[Opening Data shown section]
impl Scheduler {
    pub fn builder() -> SchedulerBuilder {
        SchedulerBuilder::new()
    }

    pub(crate) fn from_parts(
        core: SchedulerCore,
        config: SchedulerConfig,
        handler: Option<Arc<dyn TaskHandler>>,
    ) -> Self {
        let slot = OnceLock::new();
        if let Some(handler) = handler {
            let _ = slot.set(handler);
        }
        Self {
            core: Arc::new(core),
            config,
            handler: slot,
            lifecycle: Mutex::new(Lifecycle::Idle),
        }
    }

    fn lifecycle(&self) -> MutexGuard<'_, Lifecycle> {
        self.lifecycle.lock().unwrap_or_else(PoisonError::into_inner)
    }

    pub fn config(&self) -> &SchedulerConfig {
        &self.config
    }

    pub fn max_concurrent_tasks(&self) -> usize {
        self.core.gate.capacity()
    }

    /// Register the callback invoked for every task.
    ///
    /// Only one handler per scheduler, and only before `start`.
    pub fn set_handler(&self, handler: Arc<dyn TaskHandler>) -> Result<()> {
        let lifecycle = self.lifecycle();
        if !matches!(*lifecycle, Lifecycle::Idle) {
            return Err(SchedulerError::AlreadyStarted);
        }
        self.handler
            .set(handler)
            .map_err(|_| SchedulerError::HandlerAlreadySet)
    }

    /// Alias of [`Scheduler::set_handler`].
    pub fn set_callback(&self, handler: Arc<dyn TaskHandler>) -> Result<()> {
        self.set_handler(handler)
    }

    /// Launch `worker_count` worker loops. Must be called inside a tokio runtime.
    pub fn start(&self, worker_count: usize) -> Result<()> {
        if worker_count == 0 {
            return Err(SchedulerError::WorkerConfiguration(worker_count));
        }
        let mut lifecycle = self.lifecycle();
        if !matches!(*lifecycle, Lifecycle::Idle) {
            return Err(SchedulerError::AlreadyStarted);
        }
        let handler = self
            .handler
            .get()
            .cloned()
            .ok_or(SchedulerError::MissingHandler)?;

        let workers = WorkerGroup::spawn(worker_count, Arc::clone(&self.core), handler);
        info!(
            workers = workers.len(),
            max_concurrent_tasks = self.core.gate.capacity(),
            "scheduler started"
        );
        *lifecycle = Lifecycle::Running(workers);
        Ok(())
    }

    /// Submit a task. Never waits for running capacity.
    pub fn add_task(&self, parameters: TaskParameters) -> Result<TaskId> {
        let now = self.core.clock.now();
        let task_id = self
            .core
            .submit(|task_id, seq| TaskRecord::new(task_id, parameters, seq, now))?;
        debug!(%task_id, "task submitted");
        Ok(task_id)
    }

    /// Submit a task whose parameters are a serializable struct.
    ///
    /// The value must serialize to a JSON object.
    pub fn add_typed_task<T: Serialize>(&self, task: &T) -> Result<TaskId> {
        match serde_json::to_value(task) {
            Ok(serde_json::Value::Object(parameters)) => self.add_task(parameters),
            Ok(other) => Err(SchedulerError::Submission(format!(
                "task parameters must be a JSON object, got {}",
                json_type_name(&other)
            ))),
            Err(e) => Err(SchedulerError::Submission(format!(
                "task parameters are not serializable: {e}"
            ))),
        }
    }

    /// Resubmit a failed task as a new pending record with the same
    /// parameters. The failed record is left as it is.
    pub fn retry_task(&self, task_id: TaskId) -> Result<TaskId> {
        let failed = self.core.registry.get(task_id)?;
        if failed.status != TaskStatus::Failed {
            return Err(SchedulerError::InvalidTransition {
                task_id,
                from: failed.status,
                to: TaskStatus::Pending,
            });
        }

        let now = self.core.clock.now();
        let retry_id = self
            .core
            .submit(|new_id, seq| TaskRecord::retry_of(&failed, new_id, seq, now))?;
        info!(%task_id, %retry_id, attempt = failed.attempt + 1, "task resubmitted");
        Ok(retry_id)
    }

    /// Point-in-time copy of one record.
    pub fn get_task_status(&self, task_id: TaskId) -> Result<TaskRecord> {
        self.core.registry.get(task_id)
    }

    /// Record a failure for a task that has not been handed to a worker.
    ///
    /// Never re-enqueues. Running tasks belong to their worker and are
    /// rejected with `TaskInFlight`; terminal tasks with `InvalidTransition`.
    pub fn handle_task_failure(&self, task_id: TaskId, error: TaskError) -> Result<()> {
        let now = self.core.clock.now();
        self.core.registry.update(task_id, |record| match record.status {
            TaskStatus::Pending => {
                record.mark_failed(error, now);
                Ok(())
            }
            TaskStatus::Running => Err(SchedulerError::TaskInFlight(task_id)),
            from => Err(SchedulerError::InvalidTransition {
                task_id,
                from,
                to: TaskStatus::Failed,
            }),
        })??;

        // a worker that already popped the id skips it in `begin`
        self.core.queue.remove(task_id);
        self.core.release();
        warn!(%task_id, "pending task marked failed by caller");
        Ok(())
    }

    /// Coarse check; may be stale by the time the caller looks at it.
    pub fn is_queue_empty(&self) -> bool {
        self.core.queue.is_empty()
    }

    /// Wait until no task is pending or running, or `timeout` elapses.
    ///
    /// Tasks submitted during the wait are waited for as well. Returns
    /// whether completion was observed in time. Running handlers are never
    /// cancelled.
    pub async fn wait_for_all_tasks(&self, timeout: Duration) -> bool {
        let done = self.core.barrier.wait(timeout).await;
        if !done {
            warn!(
                outstanding = self.core.barrier.outstanding(),
                ?timeout,
                "timed out waiting for tasks"
            );
        }
        done
    }

    /// Pending + running tasks.
    pub fn outstanding(&self) -> usize {
        self.core.barrier.outstanding()
    }

    /// Admission permits currently held.
    pub fn in_flight(&self) -> usize {
        self.core.gate.held()
    }

    pub fn status_counts(&self) -> StatusCounts {
        self.core.registry.counts()
    }

    /// Every record, in submission order.
    pub fn tasks(&self) -> Vec<TaskRecord> {
        self.core.registry.snapshots()
    }

    pub fn is_running(&self) -> bool {
        matches!(*self.lifecycle(), Lifecycle::Running(_))
    }

    /// Stop accepting work, let in-flight handlers finish and join every
    /// worker. Tasks not yet admitted (queued, or popped by a worker still
    /// waiting for a permit) stay `pending`.
    pub async fn shutdown(&self) {
        self.core.queue.close();
        self.core.gate.close();
        let previous = std::mem::replace(&mut *self.lifecycle(), Lifecycle::Stopped);
        if let Lifecycle::Running(workers) = previous {
            workers.shutdown_and_join().await;
            info!(outstanding = self.core.barrier.outstanding(), "scheduler stopped");
        }
    }

    /// `wait_for_all_tasks` followed by `shutdown`.
    pub async fn drain(&self, timeout: Duration) -> bool {
        let done = self.wait_for_all_tasks(timeout).await;
        self.shutdown().await;
        done
    }
}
[Closing Data shown section]
_Aim of the task_
The records above must be transcribed line for line, exactly.

_Output for this task_
impl Scheduler {
    pub fn builder() -> SchedulerBuilder {
        SchedulerBuilder::new()
    }

    pub(crate) fn from_parts(
        core: SchedulerCore,
        config: SchedulerConfig,
        handler: Option<Arc<dyn TaskHandler>>,
    ) -> Self {
        let slot = OnceLock::new();
        if let Some(handler) = handler {
            let _ = slot.set(handler);
        }
        Self {
            core: Arc::new(core),
            config,
            handler: slot,
            lifecycle: Mutex::new(Lifecycle::Idle),
        }
    }

    fn lifecycle(&self) -> MutexGuard<'_, Lifecycle> {
        self.lifecycle.lock().unwrap_or_else(PoisonError::into_inner)
    }

    pub fn config(&self) -> &SchedulerConfig {
        &self.config
    }

    pub fn max_concurrent_tasks(&self) -> usize {
        self.core.gate.capacity()
    }

    /// Register the callback invoked for every task.
    ///
    /// Only one handler per scheduler, and only before `start`.
    pub fn set_handler(&self, handler: Arc<dyn TaskHandler>) -> Result<()> {
        let lifecycle = self.lifecycle();
        if !matches!(*lifecycle, Lifecycle::Idle) {
            return Err(SchedulerError::AlreadyStarted);
        }
        self.handler
            .set(handler)
            .map_err(|_| SchedulerError::HandlerAlreadySet)
    }

    /// Alias of [`Scheduler::set_handler`].
    pub fn set_callback(&self, handler: Arc<dyn TaskHandler>) -> Result<()> {
        self.set_handler(handler)
    }

    /// Launch `worker_count` worker loops. Must be called inside a tokio runtime.
    pub fn start(&self, worker_count: usize) -> Result<()> {
        if worker_count == 0 {
            return Err(SchedulerError::WorkerConfiguration(worker_count));
        }
        let mut lifecycle = self.lifecycle();
        if !matches!(*lifecycle, Lifecycle::Idle) {
            return Err(SchedulerError::AlreadyStarted);
        }
        let handler = self
            .handler
            .get()
            .cloned()
            .ok_or(SchedulerError::MissingHandler)?;

        let workers = WorkerGroup::spawn(worker_count, Arc::clone(&self.core), handler);
        info!(
            workers = workers.len(),
            max_concurrent_tasks = self.core.gate.capacity(),
            "scheduler started"
        );
        *lifecycle = Lifecycle::Running(workers);
        Ok(())
    }

    /// Submit a task. Never waits for running capacity.
    pub fn add_task(&self, parameters: TaskParameters) -> Result<TaskId> {
        let now = self.core.clock.now();
        let task_id = self
            .core
            .submit(|task_id, seq| TaskRecord::new(task_id, parameters, seq, now))?;
        debug!(%task_id, "task submitted");
        Ok(task_id)
    }

    /// Submit a task whose parameters are a serializable struct.
    ///
    /// The value must serialize to a JSON object.
    pub fn add_typed_task<T: Serialize>(&self, task: &T) -> Result<TaskId> {
        match serde_json::to_value(task) {
            Ok(serde_json::Value::Object(parameters)) => self.add_task(parameters),
            Ok(other) => Err(SchedulerError::Submission(format!(
                "task parameters must be a JSON object, got {}",
                json_type_name(&other)
            ))),
            Err(e) => Err(SchedulerError::Submission(format!(
                "task parameters are not serializable: {e}"
            ))),
        }
    }

    /// Resubmit a failed task as a new pending record with the same
    /// parameters. The failed record is left as it is.
    pub fn retry_task(&self, task_id: TaskId) -> Result<TaskId> {
        let failed = self.core.registry.get(task_id)?;
        if failed.status != TaskStatus::Failed {
            return Err(SchedulerError::InvalidTransition {
                task_id,
                from: failed.status,
                to: TaskStatus::Pending,
            });
        }

        let now = self.core.clock.now();
        let retry_id = self
            .core
            .submit(|new_id, seq| TaskRecord::retry_of(&failed, new_id, seq, now))?;
        info!(%task_id, %retry_id, attempt = failed.attempt + 1, "task resubmitted");
        Ok(retry_id)
    }

    /// Point-in-time copy of one record.
    pub fn get_task_status(&self, task_id: TaskId) -> Result<TaskRecord> {
        self.core.registry.get(task_id)
    }

    /// Record a failure for a task that has not been handed to a worker.
    ///
    /// Never re-enqueues. Running tasks belong to their worker and are
    /// rejected with `TaskInFlight`; terminal tasks with `InvalidTransition`.
    pub fn handle_task_failure(&self, task_id: TaskId, error: TaskError) -> Result<()> {
        let now = self.core.clock.now();
        self.core.registry.update(task_id, |record| match record.status {
            TaskStatus::Pending => {
                record.mark_failed(error, now);
                Ok(())
            }
            TaskStatus::Running => Err(SchedulerError::TaskInFlight(task_id)),
            from => Err(SchedulerError::InvalidTransition {
                task_id,
                from,
                to: TaskStatus::Failed,
            }),
        })??;

        // a worker that already popped the id skips it in `begin`
        self.core.queue.remove(task_id);
        self.core.release();
        warn!(%task_id, "pending task marked failed by caller");
        Ok(())
    }

    /// Coarse check; may be stale by the time the caller looks at it.
    pub fn is_queue_empty(&self) -> bool {
        self.core.queue.is_empty()
    }

    /// Wait until no task is pending or running, or `timeout` elapses.
    ///
    /// Tasks submitted during the wait are waited for as well. Returns
    /// whether completion was observed in time. Running handlers are never
    /// cancelled.
    pub async fn wait_for_all_tasks(&self, timeout: Duration) -> bool {
        let done = self.core.barrier.wait(timeout).await;
        if !done {
            warn!(
                outstanding = self.core.barrier.outstanding(),
                ?timeout,
                "timed out waiting for tasks"
            );
        }
        done
    }

    /// Pending + running tasks.
    pub fn outstanding(&self) -> usize {
        self.core.barrier.outstanding()
    }

    /// Admission permits currently held.
    pub fn in_flight(&self) -> usize {
        self.core.gate.held()
    }

    pub fn status_counts(&self) -> StatusCounts {
        self.core.registry.counts()
    }

    /// Every record, in submission order.
    pub fn tasks(&self) -> Vec<TaskRecord> {
        self.core.registry.snapshots()
    }

    pub fn is_running(&self) -> bool {
        matches!(*self.lifecycle(), Lifecycle::Running(_))
    }

    /// Stop accepting work, let in-flight handlers finish and join every
    /// worker. Tasks not yet admitted (queued, or popped by a worker still
    /// waiting for a permit) stay `pending`.
    pub async fn shutdown(&self) {
        self.core.queue.close();
        self.core.gate.close();
        let previous = std::mem::replace(&mut *self.lifecycle(), Lifecycle::Stopped);
        if let Lifecycle::Running(workers) = previous {
            workers.shutdown_and_join().await;
            info!(outstanding = self.core.barrier.outstanding(), "scheduler stopped");
        }
    }

    /// `wait_for_all_tasks` followed by `shutdown`.
    pub async fn drain(&self, timeout: Duration) -> bool {
        let done = self.wait_for_all_tasks(timeout).await;
        self.shutdown().await;
        done
    }
}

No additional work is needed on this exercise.